Directions for this task:
Search the material for "rphi" and copy each line in which it is found.

########

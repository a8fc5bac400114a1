//!
//! Cylindrical Equal Area
//!
//! Parameters:
//!
//! * lat_ts: latitude of true scale
//!
//! See <https://proj.org/en/stable/operations/projections/cea.html>
//!

use crate::errors::{Error, Result};
use crate::math::consts::{EPS_10, FRAC_PI_2};
use crate::math::{authlat, authset, qsfn, Apa};
use crate::parameters::ParamList;
use crate::proj::ProjData;

super::projection! { cea }

#[derive(Debug, Clone)]
pub(crate) enum Projection {
    Sph {
        k0: f64,
    },
    Ell {
        k0: f64,
        e: f64,
        one_es: f64,
        qp: f64,
        apa: Apa,
    },
}

impl Projection {
    pub fn cea(p: &mut ProjData, params: &ParamList) -> Result<Self> {
        let (mut k0, t) = match params.try_angular_value("lat_ts")? {
            Some(t) => {
                let k0 = t.cos();
                if k0 < 0. {
                    return Err(Error::InvalidParameterValue(
                        "Invalid value for lat_ts: |lat_ts| should be <= 90\u{00b0}",
                    ));
                }
                (k0, t)
            }
            None => (p.k0, 0.0),
        };

        Ok(if p.ellps.is_ellipsoid() {
            let sint = t.sin();
            k0 /= (1. - p.ellps.es * sint * sint).sqrt();
            Self::Ell {
                k0,
                e: p.ellps.e,
                one_es: p.ellps.one_es,
                qp: qsfn(1., p.ellps.e, p.ellps.one_es),
                apa: authset(p.ellps.es),
            }
        } else {
            Self::Sph { k0 }
        })
    }

    pub fn forward(&self, lam: f64, phi: f64, z: f64) -> Result<(f64, f64, f64)> {
        match self {
            Self::Ell { k0, e, one_es, .. } => {
                Ok((k0 * lam, 0.5 * qsfn(phi.sin(), *e, *one_es) / k0, z))
            }
            Self::Sph { k0 } => Ok((k0 * lam, phi.sin() / k0, z)),
        }
    }

    pub fn inverse(&self, x: f64, y: f64, z: f64) -> Result<(f64, f64, f64)> {
        match self {
            Self::Ell { k0, qp, apa, .. } => {
                Ok((x / k0, authlat((2. * y * k0 / qp).asin(), *apa), z))
            }
            Self::Sph { k0 } => {
                let y = y * k0;
                let t = y.abs();
                if t - EPS_10 > 1. {
                    Err(Error::CoordTransOutsideProjectionDomain)
                } else {
                    let phi = if t >= 1. {
                        if y < 0. {
                            -FRAC_PI_2
                        } else {
                            FRAC_PI_2
                        }
                    } else {
                        y.asin()
                    };
                    Ok((x / k0, phi, z))
                }
            }
        }
    }

    pub const fn has_inverse() -> bool {
        true
    }

    pub const fn has_forward() -> bool {
        true
    }
}

#[cfg(test)]
mod tests {
    use crate::proj::Proj;
    use crate::tests::utils::{test_proj_forward, test_proj_inverse};

    // lat_ts 0: Lambert cylindrical equal-area

    #[test]
    fn proj_cea_lat_ts_0_ell() {
        let p = Proj::from_proj_string("+proj=cea +ellps=GRS80").unwrap();

        let inputs = [(
            (12.09, 47.73, 0.),
            (1345852.643690677360, 4699614.507911851630, 0.),
        )];

        test_proj_forward(&p, &inputs, 1e-8);
        test_proj_inverse(&p, &inputs, 1e-8);
    }

    #[test]
    fn proj_cea_authalic_sphere() {
        let p = Proj::from_proj_string("+proj=cea +R_A +ellps=GRS80").unwrap();
        assert!(p.ellps().is_sphere());

        let (lam, phi) = (12.09f64.to_radians(), 47.73f64.to_radians());
        let (x, y, _) = p.projection().forward(lam, phi, 0.).unwrap();
        let (rlam, rphi, _) = p.projection().inverse(x, y, 0.).unwrap();
        approx::assert_abs_diff_eq!(rlam, lam, epsilon = 1e-9);
        approx::assert_abs_diff_eq!(rphi, phi, epsilon = 1e-9);
    }

    // lat_ts 30: Behrmann

    #[test]
    fn proj_cea_lat_ts_30_ell() {
        let p = Proj::from_proj_string("+proj=cea +lat_ts=30 +ellps=GRS80").unwrap();

        let inputs = [(
            (12.09, 47.73, 0.),
            (1166519.128238123609, 5422104.495923101902, 0.),
        )];

        test_proj_forward(&p, &inputs, 1e-8);
        test_proj_inverse(&p, &inputs, 1e-8);
    }
}
//!
//! End to end transformation tests
//!
use approx::assert_abs_diff_eq;
use proj4crs::adaptors::{transform_xy, transform_xyz};
use proj4crs::proj::Proj;
use proj4crs::transform::transform;
use proj4crs::{registry, serializers, Point, Transformer};

#[test]
fn test_transform_with_datum() {
    // EPSG:3006 - Sweden coordinate reference system
    let sweref99tm = concat!(
        "+proj=utm +zone=33 +ellps=GRS80 ",
        "+towgs84=0,0,0,0,0,0,0 +units=m +no_defs"
    );
    // EPSG:3021 - Sweden coordinate reference system
    let rt90 = concat!(
        "+proj=tmerc +lon_0=15.808277777799999 +lat_0=0.0 +k=1.0 ",
        "+x_0=1500000.0 +y_0=0.0 +ellps=bessel ",
        "+units=m +towgs84=414.1,41.3,603.1,-0.855,2.141,-7.023,0 ",
        "+no_defs"
    );

    let from = Proj::from_user_string(sweref99tm).unwrap();
    let to = Proj::from_user_string(rt90).unwrap();

    let mut inp = (319180., 6399862., 0.);

    transform(&from, &to, &mut inp).unwrap();
    assert_abs_diff_eq!(inp.0, 1271137.92755580, epsilon = 1.0e-5);
    assert_abs_diff_eq!(inp.1, 6404230.29136189, epsilon = 1.0e-5);
}

#[test]
fn test_transform_null_datum() {
    // EPSG:2154
    let epsg2154 = concat!(
        "+proj=lcc +lat_0=46.5 +lon_0=3 +lat_1=49 +lat_2=44 ",
        "+x_0=700000 +y_0=6600000 +ellps=GRS80 +towgs84=0,0,0,0,0,0,0 ",
        "+units=m +no_defs +type=crs"
    );
    // EPSG:3857
    let epsg3857 = concat!(
        "+proj=merc +a=6378137 +b=6378137 +lat_ts=0 +lon_0=0 +x_0=0 +y_0=0 +k=1 ",
        "+units=m +nadgrids=@null +wktext +no_defs +type=crs",
    );

    let from = Proj::from_user_string(epsg2154).unwrap();
    let to = Proj::from_user_string(epsg3857).unwrap();

    let mut inp = (489353.59, 6587552.2, 0.);
    transform(&from, &to, &mut inp).unwrap();
    assert_abs_diff_eq!(inp.0, 28943.07106250, epsilon = 1.0e-5);
    assert_abs_diff_eq!(inp.1, 5837421.86618963, epsilon = 1.0e-5);
}

#[test]
fn test_longlat_alias() {
    let wgs84 = concat!(
        "+title=WGS 84 (long/lat) +proj=longlat +ellps=WGS84 ",
        "+datum=WGS84 +units=degrees",
    );

    let projection = Proj::from_user_string(wgs84);
    assert!(projection.is_ok());
}

// ---------------------------------------------------------------
// Registry backed scenarios
// ---------------------------------------------------------------

#[test]
fn test_wgs84_to_webmercator_origin() {
    let t = Transformer::new("EPSG:4326", "EPSG:3857").unwrap();

    let mut pt = (0.0f64, 0.0f64, 0.);
    t.forward(&mut pt).unwrap();
    assert_abs_diff_eq!(pt.0, 0., epsilon = 1e-2);
    assert_abs_diff_eq!(pt.1, 0., epsilon = 1e-2);
}

#[test]
fn test_wgs84_to_webmercator_san_francisco() {
    let from = registry::get("EPSG:4326").unwrap();
    let to = registry::get("EPSG:3857").unwrap();

    let (x, y) = transform_xy(
        &from,
        &to,
        (-122.4194f64).to_radians(),
        37.7749f64.to_radians(),
    )
    .unwrap();

    assert_abs_diff_eq!(x, -13627665.27, epsilon = 10.0);
    assert_abs_diff_eq!(y, 4547675.35, epsilon = 10.0);
}

#[test]
fn test_utm32n_munich() {
    let t = Transformer::new("EPSG:4326", "EPSG:32632").unwrap();

    let orig = (11.5820f64.to_radians(), 48.1351f64.to_radians(), 0.);
    let mut pt = orig;
    t.forward(&mut pt).unwrap();

    assert!((500_000.0..700_000.0).contains(&pt.0), "easting {}", pt.0);
    assert!(
        (5_300_000.0..5_400_000.0).contains(&pt.1),
        "northing {}",
        pt.1
    );

    t.inverse(&mut pt).unwrap();
    assert_abs_diff_eq!(pt.0, orig.0, epsilon = 1e-6f64.to_radians());
    assert_abs_diff_eq!(pt.1, orig.1, epsilon = 1e-6f64.to_radians());
}

#[test]
fn test_utm_south_hemisphere() {
    let t = Transformer::new("EPSG:4326", "EPSG:32733").unwrap();

    let orig = (20f64.to_radians(), -25f64.to_radians(), 0.);
    let mut pt = orig;
    t.forward(&mut pt).unwrap();

    // south of the equator, the false northing keeps values positive
    assert!(
        (7_200_000.0..7_400_000.0).contains(&pt.1),
        "northing {}",
        pt.1
    );
    // 20E is well east of the zone 33 central meridian
    assert!(pt.0 > 500_000., "easting {}", pt.0);

    t.inverse(&mut pt).unwrap();
    assert_abs_diff_eq!(pt.0, orig.0, epsilon = 1e-6f64.to_radians());
    assert_abs_diff_eq!(pt.1, orig.1, epsilon = 1e-6f64.to_radians());
}

#[test]
fn test_ed50_to_wgs84_helmert() {
    let ed50 = Proj::from_user_string("+proj=longlat +ellps=intl +towgs84=-87,-98,-121").unwrap();
    let wgs84 = registry::get("EPSG:4326").unwrap();

    let (lon, lat) = (2.3522f64.to_radians(), 48.8566f64.to_radians());
    let (olon, olat, _) = transform_xyz(&ed50, &wgs84, lon, lat, 0.).unwrap();

    // small shift, longitude moves west with these translations
    assert!((olon - lon).to_degrees().abs() < 0.01);
    assert!((olat - lat).to_degrees().abs() < 0.01);
    assert!(olon < lon);

    // roundtrip
    let (rlon, rlat, _) = transform_xyz(&wgs84, &ed50, olon, olat, 0.).unwrap();
    assert_abs_diff_eq!(rlon, lon, epsilon = 1e-9);
    assert_abs_diff_eq!(rlat, lat, epsilon = 1e-9);
}

#[test]
fn test_robinson_world_roundtrip() {
    let geo = Proj::from_user_string("+proj=longlat +a=6378137 +b=6378137").unwrap();
    let robin = Proj::from_user_string("+proj=robin +a=6378137 +b=6378137").unwrap();

    // a graticule staying 5 degrees inside the bounds
    let mut lat = -85.0f64;
    while lat <= 85. {
        let mut lon = -175.0f64;
        while lon <= 175. {
            let orig = (lon.to_radians(), lat.to_radians(), 0.);
            let mut pt = orig;
            transform(&geo, &robin, &mut pt).unwrap();
            transform(&robin, &geo, &mut pt).unwrap();
            assert_abs_diff_eq!(pt.0, orig.0, epsilon = 1e-6f64.to_radians());
            assert_abs_diff_eq!(pt.1, orig.1, epsilon = 1e-6f64.to_radians());
            lon += 35.;
        }
        lat += 17.;
    }
}

#[test]
fn test_identity_pair_is_bit_exact() {
    for defn in [
        "+proj=longlat +datum=WGS84",
        "+proj=utm +zone=31 +ellps=GRS80",
        "+proj=robin +a=6378137",
    ] {
        let src = Proj::from_user_string(defn).unwrap();
        let dst = Proj::from_user_string(defn).unwrap();

        let orig = (0.3f64, 0.7f64, 42.1f64);
        let mut pt = orig;
        transform(&src, &dst, &mut pt).unwrap();
        assert_eq!(pt, orig, "definition {defn} drifted");
    }
}

#[test]
fn test_wgs84_grs80_datum_equivalence() {
    let wgs84 = Proj::from_user_string("+proj=longlat +datum=WGS84").unwrap();
    let grs80 = Proj::from_user_string("+proj=longlat +ellps=GRS80 +towgs84=0,0,0").unwrap();

    let orig = (12.3456f64.to_radians(), 45.6789f64.to_radians(), 0.);
    let mut pt = orig;
    transform(&wgs84, &grs80, &mut pt).unwrap();
    // the datum block short circuits: no geocentric roundtrip noise
    assert_eq!((pt.0, pt.1), (orig.0, orig.1));

    let mut pt = orig;
    transform(&grs80, &wgs84, &mut pt).unwrap();
    assert_eq!((pt.0, pt.1), (orig.0, orig.1));
}

#[test]
fn test_point_type_through_pipeline() {
    let t = Transformer::new("EPSG:4326", "EPSG:3857").unwrap();

    let mut pt = Point::with_m(2.3522f64.to_radians(), 48.8566f64.to_radians(), 0., 7.);
    t.forward(&mut pt).unwrap();
    assert_abs_diff_eq!(pt.x, 261845.71, epsilon = 10.0);
    assert_abs_diff_eq!(pt.y, 6250564.35, epsilon = 10.0);
    assert_eq!(pt.m, 7.);

    let mut pts = [
        Point::new(0., 0.),
        Point::new(0.1, 0.1),
        Point::new(-0.1, -0.1),
    ];
    t.forward(&mut pts[..]).unwrap();
    assert!(pts[1].x > 0. && pts[2].x < 0.);
}

// ---------------------------------------------------------------
// Projection level roundtrips over the catalogue
// ---------------------------------------------------------------

#[test]
fn test_projection_roundtrips() {
    let defs = [
        "+proj=merc +ellps=WGS84",
        "+proj=tmerc +ellps=GRS80",
        "+proj=etmerc +ellps=GRS80 +lat_0=10 +lon_0=5",
        "+proj=utm +zone=17 +ellps=WGS84",
        "+proj=lcc +lat_1=33 +lat_2=45 +lat_0=40 +lon_0=-97 +ellps=GRS80",
        "+proj=aea +lat_1=29.5 +lat_2=45.5 +lat_0=23 +lon_0=-96 +ellps=GRS80",
        "+proj=stere +lat_0=90 +lat_ts=70 +ellps=WGS84",
        "+proj=stere +lat_0=52 +lon_0=5 +k=0.9999 +ellps=bessel",
        "+proj=aeqd +lat_0=40 +lon_0=-100 +ellps=GRS80",
        "+proj=sinu +ellps=GRS80",
        "+proj=cea +lat_ts=30 +ellps=GRS80",
        "+proj=eqc +lat_ts=20 +ellps=WGS84",
        "+proj=robin +a=6378137",
        "+proj=moll +a=6378137",
    ];

    let geo = Proj::from_user_string("+proj=longlat +ellps=GRS80").unwrap();

    for defn in defs {
        let p = Proj::from_user_string(defn).unwrap();
        let orig = (4.5f64.to_radians(), 39.7f64.to_radians(), 0.);
        let mut pt = orig;
        transform(&geo, &p, &mut pt).unwrap();
        transform(&p, &geo, &mut pt).unwrap();
        assert_abs_diff_eq!(pt.0, orig.0, epsilon = 1e-6);
        assert_abs_diff_eq!(pt.1, orig.1, epsilon = 1e-6);
    }
}

// ---------------------------------------------------------------
// Serializer roundtrips
// ---------------------------------------------------------------

#[test]
fn test_serializer_roundtrips() {
    let defs = [
        "+proj=longlat +datum=WGS84",
        "+proj=utm +zone=32 +datum=WGS84",
        "+proj=lcc +lat_1=49 +lat_2=44 +lat_0=46.5 +lon_0=3 +x_0=700000 +y_0=6600000 +ellps=GRS80",
        "+proj=merc +lat_ts=15 +ellps=WGS84",
        "+proj=robin +a=6378137 +rf=298.257223563",
    ];

    for defn in defs {
        let p = Proj::from_user_string(defn).unwrap();

        // proj string
        let p2 = Proj::from_user_string(&serializers::to_proj_string(&p)).unwrap();
        assert_abs_diff_eq!(p2.ellps().a, p.ellps().a, epsilon = 0.1);
        assert_abs_diff_eq!(p2.data().k0, p.data().k0, epsilon = 1e-6);

        // WKT1
        let p2 = Proj::from_user_string(&serializers::to_wkt1(&p)).unwrap();
        assert_abs_diff_eq!(p2.ellps().a, p.ellps().a, epsilon = 0.1);
        assert_abs_diff_eq!(p2.data().k0, p.data().k0, epsilon = 1e-6);

        // WKT2
        let p2 = Proj::from_user_string(&serializers::to_wkt2(&p)).unwrap();
        assert_abs_diff_eq!(p2.ellps().a, p.ellps().a, epsilon = 0.1);
        assert_abs_diff_eq!(p2.data().k0, p.data().k0, epsilon = 1e-6);

        // PROJJSON
        let p2 = Proj::from_user_string(&serializers::to_projjson(&p)).unwrap();
        assert_abs_diff_eq!(p2.ellps().a, p.ellps().a, epsilon = 0.1);
        assert_abs_diff_eq!(p2.data().k0, p.data().k0, epsilon = 1e-6);
    }
}

#[test]
fn test_epsg_guess() {
    for code in ["EPSG:4326", "EPSG:3857", "EPSG:32632", "EPSG:32733"] {
        let p = registry::get(code).unwrap();
        assert_eq!(serializers::guess_epsg(&p).as_deref(), Some(code));
    }
}

#[test]
fn test_user_string_dispatch() {
    // proj string
    assert!(Proj::from_user_string("+proj=longlat +ellps=WGS84").is_ok());
    // WKT
    assert!(Proj::from_user_string(
        r#"GEOGCS["WGS 84",DATUM["WGS_1984",SPHEROID["WGS 84",6378137,298.257223563]],PRIMEM["Greenwich",0],UNIT["degree",0.0174532925199433]]"#
    )
    .is_ok());
    // PROJJSON
    assert!(Proj::from_user_string(
        r#"{"type":"GeographicCRS","name":"WGS 84","datum":{"name":"World Geodetic System 1984","ellipsoid":{"name":"WGS 84","semi_major_axis":6378137,"inverse_flattening":298.257223563}}}"#
    )
    .is_ok());
    // authority code
    assert!(Proj::from_user_string("EPSG:3857").is_ok());
    // garbage
    assert!(Proj::from_user_string("certainly not a crs").is_err());
}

########

Your solution:
        let (rlam, rphi, _) = p.projection().inverse(x, y, 0.).unwrap();
        approx::assert_abs_diff_eq!(rphi, phi, epsilon = 1e-9);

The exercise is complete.